### Task data
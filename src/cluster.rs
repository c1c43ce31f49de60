//! The two clustering strategies behind one interface
use ndarray::Array1;
use rand::SeedableRng;
use rand_xoshiro::Xoshiro256Plus;

use crate::error::Result;
use crate::hdbscan::{Hdbscan, HdbscanError, HdbscanParams};
use crate::k_means::{KMeans, KMeansError, KMeansParams};
use crate::matrix::FeatureMatrix;
use crate::traits::{Clusterer, Fit, Predict};

/// Label of the rows the density clusterer leaves unassigned
pub const NOISE_LABEL: i64 = -1;

/// Cluster assignment of every row of a feature matrix
#[derive(Clone, Debug, PartialEq)]
pub enum ClusterResult {
    /// Exactly `k` clusters, every row assigned, with the fitted model kept for reuse
    Partition { labels: Array1<usize>, model: KMeans },
    /// A data dependent number of clusters, rows of sparse regions are noise
    Density {
        labels: Array1<Option<usize>>,
        probabilities: Array1<f64>,
        n_clusters: usize,
    },
}

impl ClusterResult {
    /// Integer label of every row, [`NOISE_LABEL`] for noise
    pub fn labels(&self) -> Array1<i64> {
        self.assignments()
            .mapv(|label| label.map_or(NOISE_LABEL, |label| label as i64))
    }

    /// Cluster index of every row, `None` for noise
    pub fn assignments(&self) -> Array1<Option<usize>> {
        match self {
            ClusterResult::Partition { labels, .. } => labels.mapv(Some),
            ClusterResult::Density { labels, .. } => labels.clone(),
        }
    }

    /// Membership probabilities, only known for density clusterings
    pub fn probabilities(&self) -> Option<&Array1<f64>> {
        match self {
            ClusterResult::Partition { .. } => None,
            ClusterResult::Density { probabilities, .. } => Some(probabilities),
        }
    }

    pub fn model(&self) -> Option<&KMeans> {
        match self {
            ClusterResult::Partition { model, .. } => Some(model),
            ClusterResult::Density { .. } => None,
        }
    }

    pub fn n_clusters(&self) -> usize {
        match self {
            ClusterResult::Partition { model, .. } => model.centroids().nrows(),
            ClusterResult::Density { n_clusters, .. } => *n_clusters,
        }
    }

    pub fn nsamples(&self) -> usize {
        match self {
            ClusterResult::Partition { labels, .. } => labels.len(),
            ClusterResult::Density { labels, .. } => labels.len(),
        }
    }

    pub fn n_noise(&self) -> usize {
        match self {
            ClusterResult::Partition { .. } => 0,
            ClusterResult::Density { labels, .. } => {
                labels.iter().filter(|label| label.is_none()).count()
            }
        }
    }
}

/// A configured clustering algorithm
#[derive(Clone, Debug, PartialEq)]
pub enum ClusterStrategy {
    /// k-means with a fixed number of clusters
    Partition(KMeansParams<Xoshiro256Plus>),
    /// HDBSCAN with a minimum cluster size
    Density(HdbscanParams),
}

impl ClusterStrategy {
    /// k-means with default settings, reproducible through `seed`
    pub fn partition(n_clusters: usize, seed: u64) -> Self {
        ClusterStrategy::Partition(KMeans::params_with_rng(
            n_clusters,
            Xoshiro256Plus::seed_from_u64(seed),
        ))
    }

    /// HDBSCAN with default settings
    pub fn density(min_cluster_size: usize) -> Self {
        ClusterStrategy::Density(Hdbscan::params(min_cluster_size))
    }

    /// Short name used in file names
    pub fn method(&self) -> &'static str {
        match self {
            ClusterStrategy::Partition(_) => "kmeans",
            ClusterStrategy::Density(_) => "hdbscan",
        }
    }
}

impl Clusterer for ClusterStrategy {
    fn cluster(&self, matrix: &FeatureMatrix) -> Result<ClusterResult> {
        match self {
            ClusterStrategy::Partition(params) => {
                let model: std::result::Result<KMeans, KMeansError> = params.fit(matrix.records());
                let model = model?;
                let labels = model.predict(matrix.records());
                Ok(ClusterResult::Partition { labels, model })
            }
            ClusterStrategy::Density(params) => {
                let clusters: std::result::Result<Hdbscan, HdbscanError> =
                    params.fit(matrix.records());
                let clusters = clusters?;
                let n_clusters = clusters.n_clusters();
                let (labels, probabilities) = clusters.into_parts();
                Ok(ClusterResult::Density {
                    labels,
                    probabilities,
                    n_clusters,
                })
            }
        }
    }
}
use std::cmp::Ordering;

use ndarray::{Array1, ArrayBase, ArrayView2, Data, Ix2};
#[cfg(feature = "serde")]
use serde_crate::{Deserialize, Serialize};
use thiserror::Error;

use super::tree::{single_linkage, CondensedTree, MstEdge};
use super::{HdbscanParams, HdbscanParamsError, HdbscanValidParams};
use crate::distance::{CommonDistance, Distance};
use crate::traits::Fit;

#[derive(Error, Debug)]
pub enum HdbscanError {
    #[error("Invalid hyperparameter: {0}")]
    InvalidParams(#[from] HdbscanParamsError),
    #[error("no observations to cluster")]
    EmptyDataset,
    #[error("observation {0} contains non-finite values")]
    NonFiniteCoordinate(usize),
}

#[cfg_attr(
    feature = "serde",
    derive(Serialize, Deserialize),
    serde(crate = "serde_crate")
)]
#[derive(Clone, Debug, PartialEq)]
/// HDBSCAN (Hierarchical Density-Based Spatial Clustering of Applications with Noise) finds
/// clusters of varying density and leaves the rows of sparse regions unassigned.
///
/// ## The algorithm
///
/// The core distance of a row is the distance to its `min_samples`-th nearest row, the row
/// itself included. The mutual reachability distance of two rows is the largest of their
/// distance and their two core distances. Rows in sparse regions are pushed away from all
/// others, while rows of dense regions keep their distances.
///
/// A minimum spanning tree over mutual reachability distances gives the full single linkage
/// hierarchy. Walking it from the root, a split is only kept as a new pair of clusters when both
/// sides hold at least `min_cluster_size` rows; smaller sides are rows falling out of a cluster
/// that persists. Each cluster has a stability, the density range over which its rows stay in
/// it, and the flat clustering keeps the clusters that are more stable than their descendants.
///
/// Rows outside of every kept cluster are noise. Every assigned row additionally gets a
/// membership probability in `[0, 1]`, the density at which it left its cluster relative to
/// the densest exit of that cluster. Noise rows have a probability of 0.
///
/// The number of clusters is an outcome of the fit, not a parameter.
///
/// ## Example
///
/// ```
/// use linfa_reasons::hdbscan::Hdbscan;
/// use linfa_reasons::traits::Fit;
/// use ndarray::array;
///
/// let observations = array![
///     [1.5, 2.2], [1.0, 1.1], [1.2, 1.4], [0.8, 1.0], [1.1, 1.0],
///     [3.7, 4.0], [3.9, 3.9], [3.6, 4.1], [3.8, 3.9], [4.0, 4.1],
///     [10.0, 10.0],
/// ];
/// let clusters = Hdbscan::params(5).fit(&observations).unwrap();
///
/// assert_eq!(clusters.n_clusters(), 2);
/// // The last row is noise
/// assert_eq!(clusters.labels()[10], None);
/// ```
pub struct Hdbscan {
    labels: Array1<Option<usize>>,
    probabilities: Array1<f64>,
    n_clusters: usize,
}

impl Hdbscan {
    /// Configure the clustering with the smallest group of rows reported as a cluster
    pub fn params(min_cluster_size: usize) -> HdbscanParams {
        HdbscanParams::new(min_cluster_size)
    }

    /// Cluster index of every row, `None` for noise
    pub fn labels(&self) -> &Array1<Option<usize>> {
        &self.labels
    }

    /// Membership probability of every row
    pub fn probabilities(&self) -> &Array1<f64> {
        &self.probabilities
    }

    pub fn n_clusters(&self) -> usize {
        self.n_clusters
    }

    pub fn n_noise(&self) -> usize {
        self.labels.iter().filter(|label| label.is_none()).count()
    }

    pub fn into_parts(self) -> (Array1<Option<usize>>, Array1<f64>) {
        (self.labels, self.probabilities)
    }

    fn noise(n_samples: usize) -> Self {
        Hdbscan {
            labels: Array1::from_elem(n_samples, None),
            probabilities: Array1::zeros(n_samples),
            n_clusters: 0,
        }
    }
}

impl<D: Data<Elem = f64>> Fit<ArrayBase<D, Ix2>, HdbscanError> for HdbscanValidParams {
    type Object = Hdbscan;

    fn fit(&self, observations: &ArrayBase<D, Ix2>) -> Result<Hdbscan, HdbscanError> {
        let n_samples = observations.nrows();
        if n_samples == 0 {
            return Err(HdbscanError::EmptyDataset);
        }
        if let Some(row) = observations
            .rows()
            .into_iter()
            .position(|row| row.iter().any(|x| !x.is_finite()))
        {
            return Err(HdbscanError::NonFiniteCoordinate(row));
        }
        // Not even the root of the hierarchy is large enough
        if n_samples < self.min_cluster_size() {
            return Ok(Hdbscan::noise(n_samples));
        }

        let observations = observations.view();
        let core_distances = core_distances(observations, self.min_samples(), self.dist_fn());
        let mut mst = prim_mst(observations, &core_distances, self.dist_fn());
        let merges = single_linkage(n_samples, &mut mst);
        let tree = CondensedTree::new(&merges, n_samples, self.min_cluster_size());

        let selected = tree.select_clusters(self.allow_single_cluster());
        let (labels, probabilities) = tree.assign(&selected);

        Ok(Hdbscan {
            labels: Array1::from(labels),
            probabilities: Array1::from(probabilities),
            n_clusters: selected.len(),
        })
    }
}

/// Distance of every row to its `min_samples`-th nearest row, counting the row itself
fn core_distances(
    observations: ArrayView2<f64>,
    min_samples: usize,
    dist_fn: &CommonDistance,
) -> Vec<f64> {
    let n_samples = observations.nrows();
    let k = min_samples.min(n_samples) - 1;
    observations
        .rows()
        .into_iter()
        .map(|row| {
            let mut distances = observations
                .rows()
                .into_iter()
                .map(|other| dist_fn.distance(row, other))
                .collect::<Vec<_>>();
            let (_, kth, _) = distances
                .select_nth_unstable_by(k, |a, b| a.partial_cmp(b).unwrap_or(Ordering::Equal));
            *kth
        })
        .collect()
}

/// Prim's algorithm over the dense mutual reachability graph
fn prim_mst(
    observations: ArrayView2<f64>,
    core_distances: &[f64],
    dist_fn: &CommonDistance,
) -> Vec<MstEdge> {
    let n_samples = observations.nrows();
    let mut in_tree = vec![false; n_samples];
    let mut distances = vec![f64::INFINITY; n_samples];
    let mut nearest = vec![0; n_samples];
    let mut mst = Vec::with_capacity(n_samples - 1);

    let mut current = 0;
    for _ in 1..n_samples {
        in_tree[current] = true;
        let mut next = None;
        let mut next_distance = f64::INFINITY;

        for other in 0..n_samples {
            if in_tree[other] {
                continue;
            }
            let reachability = dist_fn
                .distance(observations.row(current), observations.row(other))
                .max(core_distances[current])
                .max(core_distances[other]);
            if reachability < distances[other] {
                distances[other] = reachability;
                nearest[other] = current;
            }
            if next.is_none() || distances[other] < next_distance {
                next = Some(other);
                next_distance = distances[other];
            }
        }

        match next {
            Some(other) => {
                mst.push(MstEdge {
                    left: nearest[other],
                    right: other,
                    distance: next_distance,
                });
                current = other;
            }
            None => break,
        }
    }
    mst
}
######
Task goal |
Scan the entries above for the string "ndarray", and copy every line where it turns up.

Task output |
use ndarray::Array1;
use ndarray::{Array1, ArrayBase, ArrayView2, Data, Ix2};
/// use ndarray::array;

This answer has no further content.